5.7.2 Quality System
5.7.2.1 Annual Product Quality Review, Regulatory submission and compliance.
5.7.2.2 Deviation, Change control and Incidents.
5.7.2.3 Laboratory investigation reports (OOS)
5.7.2.4 Stability studies
5.7.2.5 Market complaint, adverse drug reaction, adverse drug event, Field Alerts, Recalls and Returned goods.
5.7.2.6 Control of conforming, non-conforming materials and products.
5.7.2.7 Investigation.
5.7.2.8 Corrective and Preventive action (CAPA).
5.7.2.9 Internal Quality Audits and compliance.
5.7.2.10 Schedule customer / Regulatory audits and compliance status of previous audits.
5.7.2.11 Review of customer feedback.
5.7.2.12 Review of QMS process performance.
5.7.2.13 Review of changes in QMS.
5.7.2.14 Training review.
5.7.2.15 Review of resources.
5.7.2.16 Review of revised or new regulatory requirements.
5.7.2.17 Review of any other quality related issues.
5.7.3 Improvements:
5.7.3.1 In product due to regulatory /pharmacopeia / customer requirement.
5.7.3.2 In Facility, Utility.
5.7.4 New Product schedule, Validation, Technology Transfer and Pre-exhibit / exhibit batch (es) schedule in next meeting shall be reviewed.
5.7.5 Requirement of resources like capital purchases, manpower or any other specific requirement for new products.
5.7.6 Any other matter directly or indirectly related to GMP may be discussed.
5.8 Review Output:
5.8.1 Head -QA ensures that the discussions are relevant to the agenda point.
5.8.2 QA Head reports the outcome of the management review meeting (MRM) as Minutes of Meetings and forwards these to Site Head and concerned department heads as per the Annexure-I.
5.8.3 Site Head or QA Head shall take follow up regularly on the progress of the action points, as applicable.

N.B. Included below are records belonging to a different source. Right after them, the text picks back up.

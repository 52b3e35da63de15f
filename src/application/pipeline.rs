//! Recompute pipeline: classify, resolve, filter, score, build trees.
//!
//! Every run starts from scratch and returns a new [`Snapshot`]; nothing is
//! cached or mutated between runs.

use serde::Serialize;
use tracing::{info, instrument};

use crate::application::options::{EngineConfig, TreeSettings};
use crate::application::resolve::{resolve, EffectiveConfig};
use crate::application::ApplicationResult;
use crate::domain::{
    build_exploration_tree, build_regression_tree, score_records, Dataset, ExplorationTreeNode,
    FilterDiagnostics, Record, RegressionTreeNode, Schema, ScoredRecord, TreeArena,
};

/// Failing records sampled into the diagnostics of an empty result.
pub const DIAGNOSTIC_SAMPLES: usize = 10;

/// Everything derived from one dataset and one configuration.
#[derive(Debug, Serialize)]
#[serde(rename_all = "camelCase")]
pub struct Snapshot {
    pub schema: Schema,
    pub effective: EffectiveConfig,
    pub total_records: usize,
    pub filtered_records: usize,
    #[serde(skip_serializing_if = "Option::is_none")]
    pub label_column: Option<String>,
    /// Surviving records in dataset order, each carrying its dataset index.
    pub scored: Vec<ScoredRecord>,
    pub exploration_tree: Option<ExplorationTreeNode>,
    pub regression_tree: Option<RegressionTreeNode>,
    pub exploration_display: TreeArena,
    pub regression_display: TreeArena,
    /// Present only when no record passed the filter.
    #[serde(skip_serializing_if = "Option::is_none")]
    pub diagnostics: Option<FilterDiagnostics>,
}

impl Snapshot {
    /// Scored records by descending score; ties keep dataset order.
    pub fn ranked(&self) -> Vec<&ScoredRecord> {
        let mut ranked: Vec<&ScoredRecord> = self.scored.iter().collect();
        ranked.sort_by(|a, b| b.score.total_cmp(&a.score));
        ranked
    }

    pub fn top(&self, n: usize) -> Vec<&ScoredRecord> {
        let mut ranked = self.ranked();
        ranked.truncate(n);
        ranked
    }

    pub fn is_empty(&self) -> bool {
        self.scored.is_empty()
    }
}

/// Run the full pipeline over `dataset`.
///
/// Fails only on invalid tree options. An empty filter result is reported
/// through [`Snapshot::diagnostics`].
#[instrument(level = "debug", skip_all, fields(records = dataset.len()))]
pub fn run_pipeline(
    dataset: &Dataset,
    config: &EngineConfig,
    tree: &TreeSettings,
) -> ApplicationResult<Snapshot> {
    let schema = Schema::classify(dataset);
    let effective = resolve(dataset, &schema, config, tree)?;

    let records = dataset.records();
    let passing = effective.constraints.passing_indices(records);
    let filtered: Vec<Record> = passing.iter().map(|&i| records[i].clone()).collect();
    let diagnostics = filtered.is_empty().then(|| {
        effective
            .constraints
            .failure_breakdown(records, DIAGNOSTIC_SAMPLES)
    });

    let mut scored = score_records(&filtered, &effective.tradeoffs);
    for (record, &index) in scored.iter_mut().zip(&passing) {
        record.index = index;
    }
    let exploration_tree = build_exploration_tree(&scored);
    let regression_tree =
        build_regression_tree(&scored, &effective.features, &effective.build_options);

    let label_column = dataset.label_column().map(str::to_string);
    let label = label_column.as_deref();
    let exploration_display = exploration_tree
        .as_ref()
        .map(|t| TreeArena::from_exploration(t, label))
        .unwrap_or_default();
    let regression_display = regression_tree
        .as_ref()
        .map(|t| TreeArena::from_regression(t, label))
        .unwrap_or_default();

    info!(
        total = dataset.len(),
        filtered = filtered.len(),
        tradeoffs = effective.tradeoffs.len(),
        "pipeline complete"
    );
    Ok(Snapshot {
        schema,
        total_records: dataset.len(),
        filtered_records: filtered.len(),
        label_column,
        scored,
        exploration_tree,
        regression_tree,
        exploration_display,
        regression_display,
        diagnostics,
        effective,
    })
}
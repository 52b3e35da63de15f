//! Tests for the arena-backed display tree shared by both tree kinds

use shortlist::domain::{
    build_exploration_tree, build_regression_tree, score_records, BuildOptions, ColumnKind,
    Direction, Feature, NodeData, Record, ScoredRecord, TreeArena, Tradeoff,
};

fn scored(name: &str, score: f64) -> ScoredRecord {
    ScoredRecord {
        index: 0,
        record: Record::new().with("name", name),
        score,
        contributions: Vec::new(),
        top_factor: None,
    }
}

fn exploration_display() -> TreeArena {
    let records = vec![
        scored("a", 10.0),
        scored("b", 30.0),
        scored("c", 20.0),
        scored("d", 40.0),
    ];
    let root = build_exploration_tree(&records).unwrap();
    TreeArena::from_exploration(&root, Some("name"))
}

fn priced_devices() -> Vec<ScoredRecord> {
    let records: Vec<Record> = [1.0, 2.0, 3.0, 10.0, 11.0, 12.0]
        .into_iter()
        .enumerate()
        .map(|(i, p)| Record::new().with("name", format!("device-{}", i)).with("price", p))
        .collect();
    let tradeoffs =
        vec![Tradeoff::new("price", ColumnKind::Numeric, 1.0, Direction::LowerIsBetter).unwrap()];
    score_records(&records, &tradeoffs)
}

#[test]
fn given_exploration_tree_when_traversing_then_visits_pre_and_post_order() {
    // Arrange
    let display = exploration_display();

    // Act
    let pre: Vec<&str> = display.iter().map(|(_, n)| n.id.as_str()).collect();
    let post: Vec<&str> = display.iter_postorder().map(|(_, n)| n.id.as_str()).collect();

    // Assert
    assert_eq!(pre, ["explore-1", "explore-0", "explore-2", "explore-3"]);
    assert_eq!(post, ["explore-0", "explore-3", "explore-2", "explore-1"]);
    assert_eq!(display.len(), 4);
    assert_eq!(display.depth(), 3);
}

#[test]
fn given_exploration_tree_when_converting_then_labels_edges_and_options() {
    // Arrange
    let display = exploration_display();

    // Act
    let nodes: Vec<_> = display.iter().map(|(_, n)| n).collect();
    let leaves: Vec<&str> = display.leaf_nodes().iter().map(|n| n.id.as_str()).collect();

    // Assert
    assert_eq!(nodes[0].edge, None);
    assert_eq!(nodes[1].edge, Some("lower"));
    assert_eq!(nodes[2].edge, Some("higher"));
    assert_eq!(nodes[3].edge, Some("higher"));
    assert_eq!(leaves, ["explore-0", "explore-3"]);
    match &nodes[0].data {
        NodeData::Choice { label, score, .. } => {
            assert_eq!(label, "c");
            assert_eq!(*score, 20.0);
        }
        other => panic!("expected an option, got {:?}", other),
    }
}

#[test]
fn given_missing_label_column_when_converting_then_falls_back_to_node_id() {
    let records = vec![scored("a", 1.0)];
    let root = build_exploration_tree(&records).unwrap();

    let display = TreeArena::from_exploration(&root, Some("model"));

    let (_, node) = display.iter().next().unwrap();
    assert!(matches!(&node.data, NodeData::Choice { label, .. } if label == "explore-0"));
}

#[test]
fn given_regression_tree_when_converting_then_decisions_ask_questions() {
    // Arrange
    let scored = priced_devices();
    let options = BuildOptions::new(1, 2, 1, "cart").unwrap();
    let tree = build_regression_tree(&scored, &[Feature::numeric("price")], &options).unwrap();

    // Act
    let display = TreeArena::from_regression(&tree, Some("name"));

    // Assert
    let nodes: Vec<_> = display.iter().map(|(_, n)| n).collect();
    assert_eq!(nodes[0].id, "cart-0");
    match &nodes[0].data {
        NodeData::Decision {
            question,
            factor,
            sample_count,
        } => {
            assert_eq!(question, "price <= 6.5?");
            assert_eq!(factor.as_deref(), Some("price"));
            assert_eq!(*sample_count, 6);
        }
        other => panic!("expected a decision, got {:?}", other),
    }

    let leaves = display.leaf_nodes();
    assert_eq!(leaves.len(), 2);
    assert_eq!(leaves[0].edge, Some("yes"));
    assert_eq!(leaves[1].edge, Some("no"));
    match &leaves[0].data {
        NodeData::Choice {
            label,
            predicted_score,
            ..
        } => {
            assert_eq!(label, "device-0", "cheapest device is the best member");
            assert!(predicted_score.is_some());
        }
        other => panic!("expected an option, got {:?}", other),
    }
}

#[test]
fn given_regression_display_when_rendering_then_text_contains_question_and_edges() {
    let scored = priced_devices();
    let options = BuildOptions::new(1, 2, 1, "cart").unwrap();
    let tree = build_regression_tree(&scored, &[Feature::numeric("price")], &options).unwrap();

    let rendered = TreeArena::from_regression(&tree, Some("name"))
        .to_termtree()
        .unwrap()
        .to_string();

    assert!(rendered.contains("price <= 6.5?"));
    assert!(rendered.contains("yes: device-0"));
    assert!(rendered.contains("no: device-3"));
}

#[test]
fn given_display_tree_when_serializing_then_nests_children_with_type_tags() {
    let scored = priced_devices();
    let options = BuildOptions::new(1, 2, 1, "cart").unwrap();
    let tree = build_regression_tree(&scored, &[Feature::numeric("price")], &options).unwrap();
    let display = TreeArena::from_regression(&tree, Some("name"));

    let json = serde_json::to_value(&display).unwrap();

    assert_eq!(json["type"], "decision");
    assert_eq!(json["question"], "price <= 6.5?");
    assert_eq!(json["sampleCount"], 6);
    assert_eq!(json["children"][0]["type"], "option");
    assert_eq!(json["children"][0]["edge"], "yes");
    assert_eq!(json["children"][1]["label"], "device-3");
}

#[test]
fn given_empty_arena_when_rendering_then_nothing_to_show() {
    let display = TreeArena::default();

    assert!(display.is_empty());
    assert_eq!(display.depth(), 0);
    assert!(display.to_termtree().is_none());
    assert_eq!(serde_json::to_value(&display).unwrap(), serde_json::Value::Null);
}
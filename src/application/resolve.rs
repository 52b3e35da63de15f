//! Resolution of the engine configuration against a concrete dataset.
//!
//! Column references are matched case-insensitively, then through
//! `columnAliases`. References that resolve to nothing, point at ignored
//! columns, or build invalid tradeoffs are dropped with a warning and listed
//! in [`EffectiveConfig::dropped`]; they never fail the run.

use std::collections::{BTreeMap, BTreeSet};

use itertools::{Itertools, MinMaxResult};
use serde::Serialize;
use tracing::{debug, instrument, warn};

use crate::application::options::{ConstraintOverride, EngineConfig, TreeSettings};
use crate::application::ApplicationResult;
use crate::domain::{
    BuildOptions, ColumnKind, Constraint, ConstraintSet, Dataset, Feature, Schema, Tradeoff,
};

/// A configuration entry that did not make it into the effective config.
#[derive(Debug, Clone, PartialEq, Serialize)]
pub struct DroppedReference {
    /// Where the reference appeared, e.g. `tradeoffs.selected`.
    pub section: String,
    pub reference: String,
    pub reason: String,
}

/// Fully resolved engine inputs for one dataset.
#[derive(Debug, Clone, PartialEq, Serialize)]
#[serde(rename_all = "camelCase")]
pub struct EffectiveConfig {
    pub ignored_columns: Vec<String>,
    pub constraints: ConstraintSet,
    pub tradeoffs: Vec<Tradeoff>,
    pub features: Vec<Feature>,
    pub build_options: BuildOptions,
    #[serde(skip_serializing_if = "Vec::is_empty")]
    pub dropped: Vec<DroppedReference>,
}

impl EffectiveConfig {
    pub fn is_ignored(&self, column: &str) -> bool {
        self.ignored_columns.iter().any(|c| c == column)
    }

    pub fn is_tradeoff(&self, column: &str) -> bool {
        self.tradeoffs.iter().any(|t| t.column() == column)
    }

    pub fn is_feature(&self, column: &str) -> bool {
        self.features.iter().any(|f| f.column == column)
    }
}

struct Resolver<'a> {
    dataset: &'a Dataset,
    schema: &'a Schema,
    aliases: &'a BTreeMap<String, String>,
    ignored: BTreeSet<String>,
    dropped: Vec<DroppedReference>,
}

impl<'a> Resolver<'a> {
    fn new(dataset: &'a Dataset, schema: &'a Schema, aliases: &'a BTreeMap<String, String>) -> Self {
        Self {
            dataset,
            schema,
            aliases,
            ignored: BTreeSet::new(),
            dropped: Vec::new(),
        }
    }

    /// Exact column name (case-insensitive) first, then alias.
    fn resolve_name(&self, reference: &str) -> Option<String> {
        if let Some(column) = self.dataset.resolve_column(reference) {
            return Some(column.to_string());
        }
        let wanted = reference.trim();
        self.aliases
            .iter()
            .find(|(alias, _)| alias.trim().eq_ignore_ascii_case(wanted))
            .and_then(|(_, target)| self.dataset.resolve_column(target))
            .map(str::to_string)
    }

    fn drop_reference(&mut self, section: &str, reference: &str, reason: impl Into<String>) {
        let reason = reason.into();
        warn!(section, reference, %reason, "dropping configuration reference");
        self.dropped.push(DroppedReference {
            section: section.to_string(),
            reference: reference.to_string(),
            reason,
        });
    }

    /// Resolve a reference, dropping it if unknown or ignored.
    fn usable(&mut self, section: &str, reference: &str) -> Option<String> {
        match self.resolve_name(reference) {
            None => {
                self.drop_reference(section, reference, "unknown column");
                None
            }
            Some(column) if self.ignored.contains(&column) => {
                self.drop_reference(section, reference, format!("column '{}' is ignored", column));
                None
            }
            Some(column) => Some(column),
        }
    }

    /// Resolve a list in order, de-duplicated.
    fn usable_list(&mut self, section: &str, references: &[String]) -> Vec<String> {
        let mut out: Vec<String> = Vec::new();
        for reference in references {
            if let Some(column) = self.usable(section, reference) {
                if !out.contains(&column) {
                    out.push(column);
                }
            }
        }
        out
    }

    fn kind_of(&self, column: &str) -> ColumnKind {
        self.schema.kind_of(column).unwrap_or(ColumnKind::Categorical)
    }

    fn resolve_ignored(&mut self, references: &[String]) {
        for reference in references {
            match self.resolve_name(reference) {
                Some(column) => {
                    self.ignored.insert(column);
                }
                None => self.drop_reference("ignoredColumns", reference, "unknown column"),
            }
        }
    }

    fn evaluated_columns(&mut self, config: &EngineConfig) -> Vec<String> {
        match &config.constraints.include_columns {
            Some(include) => self.usable_list("constraints.includeColumns", include),
            None => {
                let excluded: BTreeSet<String> = config
                    .constraints
                    .exclude_columns
                    .iter()
                    .filter_map(|r| {
                        let resolved = self.resolve_name(r);
                        if resolved.is_none() {
                            self.drop_reference("constraints.excludeColumns", r, "unknown column");
                        }
                        resolved
                    })
                    .collect();
                self.dataset
                    .columns()
                    .iter()
                    .filter(|c| !self.ignored.contains(*c) && !excluded.contains(*c))
                    .cloned()
                    .collect()
            }
        }
    }

    fn default_constraint(&self, column: &str, config: &EngineConfig) -> Constraint {
        let defaults = &config.constraints.defaults;
        match self.kind_of(column) {
            ColumnKind::Numeric if defaults.numeric.use_dataset_range => {
                let (min, max) = dataset_range(self.dataset, column);
                Constraint::observed_range(min, max)
            }
            ColumnKind::Numeric => Constraint::numeric(defaults.numeric.min, defaults.numeric.max),
            ColumnKind::Categorical => Constraint::categorical(
                &defaults.categorical.includes,
                defaults.categorical.exact,
            ),
            ColumnKind::Boolean => Constraint::unconstrained(ColumnKind::Boolean),
        }
    }

    #[instrument(level = "debug", skip_all)]
    fn constraints(&mut self, config: &EngineConfig) -> ConstraintSet {
        let evaluated = self.evaluated_columns(config);
        let mut constraints: BTreeMap<String, Constraint> = evaluated
            .iter()
            .map(|c| (c.clone(), self.default_constraint(c, config)))
            .collect();

        for (reference, ov) in &config.constraints.overrides {
            let Some(column) = self.usable("constraints.overrides", reference) else {
                continue;
            };
            let base = constraints
                .remove(&column)
                .unwrap_or_else(|| self.default_constraint(&column, config));
            constraints.insert(column.clone(), apply_override(&column, base, ov));
        }

        debug!(evaluated = evaluated.len(), constraints = constraints.len(), "resolved constraints");
        ConstraintSet::new(constraints, evaluated)
    }

    #[instrument(level = "debug", skip_all)]
    fn tradeoffs(&mut self, config: &EngineConfig) -> Vec<Tradeoff> {
        let section = &config.tradeoffs;
        let mut overrides = BTreeMap::new();
        for (reference, ov) in &section.overrides {
            if let Some(column) = self.usable("tradeoffs.overrides", reference) {
                overrides.insert(column, ov);
            }
        }

        let selected = self.usable_list("tradeoffs.selected", &section.selected);
        let mut tradeoffs = Vec::with_capacity(selected.len());
        for column in selected {
            let ov = overrides.get(&column);
            let weight = ov
                .and_then(|o| o.weight)
                .unwrap_or(section.defaults.weight);
            let direction = ov
                .and_then(|o| o.direction)
                .unwrap_or(section.defaults.direction);
            match Tradeoff::new(column.as_str(), self.kind_of(&column), weight, direction) {
                Ok(tradeoff) => tradeoffs.push(tradeoff),
                Err(e) => self.drop_reference("tradeoffs.selected", &column, e.to_string()),
            }
        }
        for column in overrides.keys() {
            if !tradeoffs.iter().any(|t| t.column() == column.as_str()) {
                debug!(%column, "tradeoff override for unselected column has no effect");
            }
        }
        tradeoffs
    }

    fn features(
        &mut self,
        tree: &TreeSettings,
        tradeoffs: &[Tradeoff],
        constraints: &ConstraintSet,
    ) -> Vec<Feature> {
        let columns = match &tree.features {
            Some(features) => self.usable_list("tree.features", features),
            None => tradeoffs
                .iter()
                .map(|t| t.column().to_string())
                .chain(constraints.evaluated().iter().cloned())
                .unique()
                .collect(),
        };
        columns
            .into_iter()
            .map(|c| {
                let kind = self.kind_of(&c);
                Feature::for_column(c, kind)
            })
            .collect()
    }
}

fn apply_override(column: &str, base: Constraint, ov: &ConstraintOverride) -> Constraint {
    let kind = base.kind();
    let misfit = match kind {
        ColumnKind::Numeric => ov.has_boolean_fields() || ov.has_categorical_fields(),
        ColumnKind::Boolean => ov.has_numeric_fields() || ov.has_categorical_fields(),
        ColumnKind::Categorical => ov.has_numeric_fields() || ov.has_boolean_fields(),
    };
    if misfit {
        warn!(column, %kind, "override fields not applicable to this column kind are ignored");
    }
    match base {
        Constraint::Numeric { min, max, observed } if !ov.has_numeric_fields() => {
            Constraint::Numeric { min, max, observed }
        }
        Constraint::Numeric { min, max, .. } => {
            Constraint::numeric(ov.min.or(min), ov.max.or(max))
        }
        Constraint::Boolean { value } => Constraint::boolean(ov.value.or(value)),
        Constraint::Categorical {
            includes_terms,
            exact_match,
        } => Constraint::categorical(
            ov.includes.clone().unwrap_or(includes_terms),
            ov.exact.unwrap_or(exact_match),
        ),
    }
}

fn dataset_range(dataset: &Dataset, column: &str) -> (Option<f64>, Option<f64>) {
    match dataset
        .records()
        .iter()
        .filter_map(|r| r.get(column).as_number())
        .minmax_by(|a, b| a.total_cmp(b))
    {
        MinMaxResult::NoElements => (None, None),
        MinMaxResult::OneElement(v) => (Some(v), Some(v)),
        MinMaxResult::MinMax(min, max) => (Some(min), Some(max)),
    }
}

/// Resolve `config` and `tree` against `dataset`.
///
/// Only invalid tree options fail; every bad column reference is dropped.
#[instrument(level = "debug", skip_all, fields(columns = dataset.columns().len()))]
pub fn resolve(
    dataset: &Dataset,
    schema: &Schema,
    config: &EngineConfig,
    tree: &TreeSettings,
) -> ApplicationResult<EffectiveConfig> {
    let build_options = BuildOptions::new(
        tree.max_depth,
        tree.min_samples_split,
        tree.min_samples_leaf,
        tree.id_prefix.as_str(),
    )?;

    let mut resolver = Resolver::new(dataset, schema, &config.column_aliases);
    resolver.resolve_ignored(&config.ignored_columns);
    let constraints = resolver.constraints(config);
    let tradeoffs = resolver.tradeoffs(config);
    let features = resolver.features(tree, &tradeoffs, &constraints);

    let ignored_columns = dataset
        .columns()
        .iter()
        .filter(|c| resolver.ignored.contains(*c))
        .cloned()
        .collect();

    debug!(
        tradeoffs = tradeoffs.len(),
        features = features.len(),
        dropped = resolver.dropped.len(),
        "resolved engine configuration"
    );
    Ok(EffectiveConfig {
        ignored_columns,
        constraints,
        tradeoffs,
        features,
        build_options,
        dropped: resolver.dropped,
    })
}

#[cfg(test)]
mod tests {
    use super::*;

    #[test]
    fn given_bool_override_on_numeric_column_when_applying_then_keeps_numeric_shape() {
        let base = Constraint::numeric(Some(1.0), None);
        let ov = ConstraintOverride {
            max: Some(9.0),
            value: Some(true),
            ..Default::default()
        };

        let result = apply_override("ram_gb", base, &ov);

        assert_eq!(result, Constraint::numeric(Some(1.0), Some(9.0)));
    }

    #[test]
    fn given_override_includes_when_applying_then_replaces_default_terms() {
        let base = Constraint::categorical(["air"], false);
        let ov = ConstraintOverride {
            includes: Some(vec!["Pro".into()]),
            exact: Some(true),
            ..Default::default()
        };

        let result = apply_override("name", base, &ov);

        assert_eq!(result, Constraint::categorical(["pro"], true));
    }
}
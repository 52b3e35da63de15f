//! Coloured terminal output. `colored` honours NO_COLOR and CLICOLOR_FORCE.
//!
//! Reports go to stdout, problems to stderr.

use std::fmt::Display;

use colored::Colorize;

pub fn error(msg: &(impl Display + ?Sized)) {
    eprintln!("{}: {}", "error".red().bold(), msg);
}

pub fn warning(msg: &(impl Display + ?Sized)) {
    eprintln!("{}: {}", "warning".yellow(), msg);
}

/// A configuration entry that was dropped during resolution.
pub fn dropped(section: &str, reference: &str, reason: &str) {
    warning(&format!("{}: '{}' dropped ({})", section, reference, reason));
}

pub fn success(msg: &(impl Display + ?Sized)) {
    println!("{} {}", "✓".green(), msg);
}

pub fn header(msg: &(impl Display + ?Sized)) {
    println!("\n{}", msg.to_string().cyan().bold());
}

/// `  1. MacBook Air 13 (M3) 2.417 (top: battery_hours)`
pub fn ranked(position: usize, label: &str, score: f64, factor: Option<&str>) {
    let factor = factor
        .map(|f| format!(" (top: {})", f).dimmed().to_string())
        .unwrap_or_default();
    println!(
        "  {:>2}. {} {}{}",
        position,
        label.bold(),
        format!("{:.3}", score).green(),
        factor
    );
}

/// One column with its inferred kind and the roles it plays.
pub fn column(name: &str, kind: &(impl Display + ?Sized), roles: &[&str]) {
    let roles = if roles.is_empty() {
        "-".dimmed().to_string()
    } else {
        roles.join(", ")
    };
    println!("  {:<20} {:<12} {}", name, kind.to_string(), roles);
}

/// Failure counts for one constrained column; zero counts are dimmed.
pub fn failure_counts(column: &str, failures: usize, first_failures: usize) {
    let line = format!(
        "  {:<20} {:>5} failing {:>5} first failing",
        column, failures, first_failures
    );
    if failures == 0 {
        println!("{}", line.dimmed());
    } else {
        println!("{}", line);
    }
}

/// A filtered-out option and the first constraint it broke.
pub fn rejected(label: &str, column: &str) {
    println!("  {} {} fails on {}", "✗".red(), label, column.yellow());
}

pub fn detail(msg: &(impl Display + ?Sized)) {
    println!("  {}", msg);
}

/// Uncoloured output, e.g. JSON, TOML or rendered trees.
pub fn plain(msg: &(impl Display + ?Sized)) {
    println!("{}", msg);
}
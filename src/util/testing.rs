//! Logging for unit and integration tests.

use std::sync::Once;

use tracing_subscriber::{fmt, fmt::format::FmtSpan, prelude::*, EnvFilter};

static INIT: Once = Once::new();

/// Route `tracing` output through the test harness, once per test binary.
///
/// `RUST_LOG` picks the filter; without it the crate logs at debug level.
pub fn init_test_setup() {
    INIT.call_once(|| {
        let filter = EnvFilter::try_from_default_env()
            .unwrap_or_else(|_| EnvFilter::new("shortlist=debug"));
        let layer = fmt::layer()
            .with_test_writer()
            .with_span_events(FmtSpan::CLOSE)
            .with_filter(filter);
        // Another subscriber may already be installed by the harness
        if let Err(e) = tracing_subscriber::registry().with(layer).try_init() {
            eprintln!("test logging not installed: {}", e);
        }
        tracing::info!("test logging ready");
    });
}
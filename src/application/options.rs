//! Engine configuration object as accepted from settings files.
//!
//! Field names follow the camelCase document format (`ignoredColumns`,
//! `columnAliases`, `constraints.includeColumns`, ...). Values here are
//! unresolved: column references may be aliases, differ in case, or not
//! exist at all. See [`crate::application::resolve`].

use std::collections::BTreeMap;

use serde::{Deserialize, Serialize};

use crate::domain::Direction;

#[derive(Debug, Clone, Default, PartialEq, Serialize, Deserialize)]
#[serde(default, rename_all = "camelCase")]
pub struct EngineConfig {
    /// Columns excluded from constraints, tradeoffs and tree features.
    pub ignored_columns: Vec<String>,
    /// Alias to real column name; both sides match case-insensitively.
    pub column_aliases: BTreeMap<String, String>,
    pub constraints: ConstraintsConfig,
    pub tradeoffs: TradeoffsConfig,
}

#[derive(Debug, Clone, Default, PartialEq, Serialize, Deserialize)]
#[serde(default, rename_all = "camelCase")]
pub struct ConstraintsConfig {
    /// Takes precedence over `exclude_columns` when set.
    #[serde(skip_serializing_if = "Option::is_none")]
    pub include_columns: Option<Vec<String>>,
    pub exclude_columns: Vec<String>,
    pub defaults: ConstraintDefaults,
    pub overrides: BTreeMap<String, ConstraintOverride>,
}

#[derive(Debug, Clone, Default, PartialEq, Serialize, Deserialize)]
#[serde(default)]
pub struct ConstraintDefaults {
    pub numeric: NumericDefaults,
    pub categorical: CategoricalDefaults,
}

#[derive(Debug, Clone, Default, PartialEq, Serialize, Deserialize)]
#[serde(default, rename_all = "camelCase")]
pub struct NumericDefaults {
    /// Bound every numeric column by its observed min/max.
    pub use_dataset_range: bool,
    #[serde(skip_serializing_if = "Option::is_none")]
    pub min: Option<f64>,
    #[serde(skip_serializing_if = "Option::is_none")]
    pub max: Option<f64>,
}

#[derive(Debug, Clone, Default, PartialEq, Serialize, Deserialize)]
#[serde(default)]
pub struct CategoricalDefaults {
    pub includes: Vec<String>,
    pub exact: bool,
}

/// Partial constraint laid over the defaults for one column.
#[derive(Debug, Clone, Default, PartialEq, Serialize, Deserialize)]
#[serde(default)]
pub struct ConstraintOverride {
    #[serde(skip_serializing_if = "Option::is_none")]
    pub min: Option<f64>,
    #[serde(skip_serializing_if = "Option::is_none")]
    pub max: Option<f64>,
    #[serde(skip_serializing_if = "Option::is_none")]
    pub value: Option<bool>,
    #[serde(skip_serializing_if = "Option::is_none")]
    pub includes: Option<Vec<String>>,
    #[serde(skip_serializing_if = "Option::is_none")]
    pub exact: Option<bool>,
}

impl ConstraintOverride {
    pub fn has_numeric_fields(&self) -> bool {
        self.min.is_some() || self.max.is_some()
    }

    pub fn has_boolean_fields(&self) -> bool {
        self.value.is_some()
    }

    pub fn has_categorical_fields(&self) -> bool {
        self.includes.is_some() || self.exact.is_some()
    }
}

#[derive(Debug, Clone, Default, PartialEq, Serialize, Deserialize)]
#[serde(default)]
pub struct TradeoffsConfig {
    /// Columns to score on, in contribution order.
    pub selected: Vec<String>,
    pub defaults: TradeoffDefaults,
    pub overrides: BTreeMap<String, TradeoffOverride>,
}

#[derive(Debug, Clone, PartialEq, Serialize, Deserialize)]
#[serde(default)]
pub struct TradeoffDefaults {
    pub weight: f64,
    pub direction: Direction,
}

impl Default for TradeoffDefaults {
    fn default() -> Self {
        Self {
            weight: 1.0,
            direction: Direction::HigherIsBetter,
        }
    }
}

#[derive(Debug, Clone, Default, PartialEq, Serialize, Deserialize)]
#[serde(default)]
pub struct TradeoffOverride {
    #[serde(skip_serializing_if = "Option::is_none")]
    pub weight: Option<f64>,
    #[serde(skip_serializing_if = "Option::is_none")]
    pub direction: Option<Direction>,
}

/// Regression tree parameters and feature selection.
#[derive(Debug, Clone, PartialEq, Eq, Serialize, Deserialize)]
#[serde(default)]
pub struct TreeSettings {
    pub max_depth: usize,
    pub min_samples_split: usize,
    pub min_samples_leaf: usize,
    pub id_prefix: String,
    /// Split candidates; tradeoff then constrained columns when unset.
    #[serde(skip_serializing_if = "Option::is_none")]
    pub features: Option<Vec<String>>,
}

impl Default for TreeSettings {
    fn default() -> Self {
        Self {
            max_depth: 4,
            min_samples_split: 4,
            min_samples_leaf: 2,
            id_prefix: "cart".into(),
            features: None,
        }
    }
}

5.8.4 Site Head or QA Head shall ensure implementation / monitoring of decisions of the Management Review Meeting (MRM).
6.0 ABBREVIATIONS:
6.1 MRM :Management Review Meeting
6.2 SOP :Standard Operating Procedure
6.3 GMP :Good Manufacturing Practices.
6.4 OOS :Out of Specification
6.5 CAPA :Corrective and Preventive Action
7.0 REFERENCES:
7.1 21 Code of Federal Regulation, Part 210 and Part 211
7.2 EU Guidelines for Good Manufacturing Practices for Medicinal Products for Human and Veterinary use, Chapter 1, Pharmaceutical Quality System
7.3 Rules and Guidance for Pharmaceutical Manufacturers and Distributers, MHRA
7.4 ICH Q7A: Good Manufacturing Practice for Active Pharmaceutical Ingredients.
8.0 LIST OF ANNEXURES:
Annexure-I: Quality Management Review Meeting.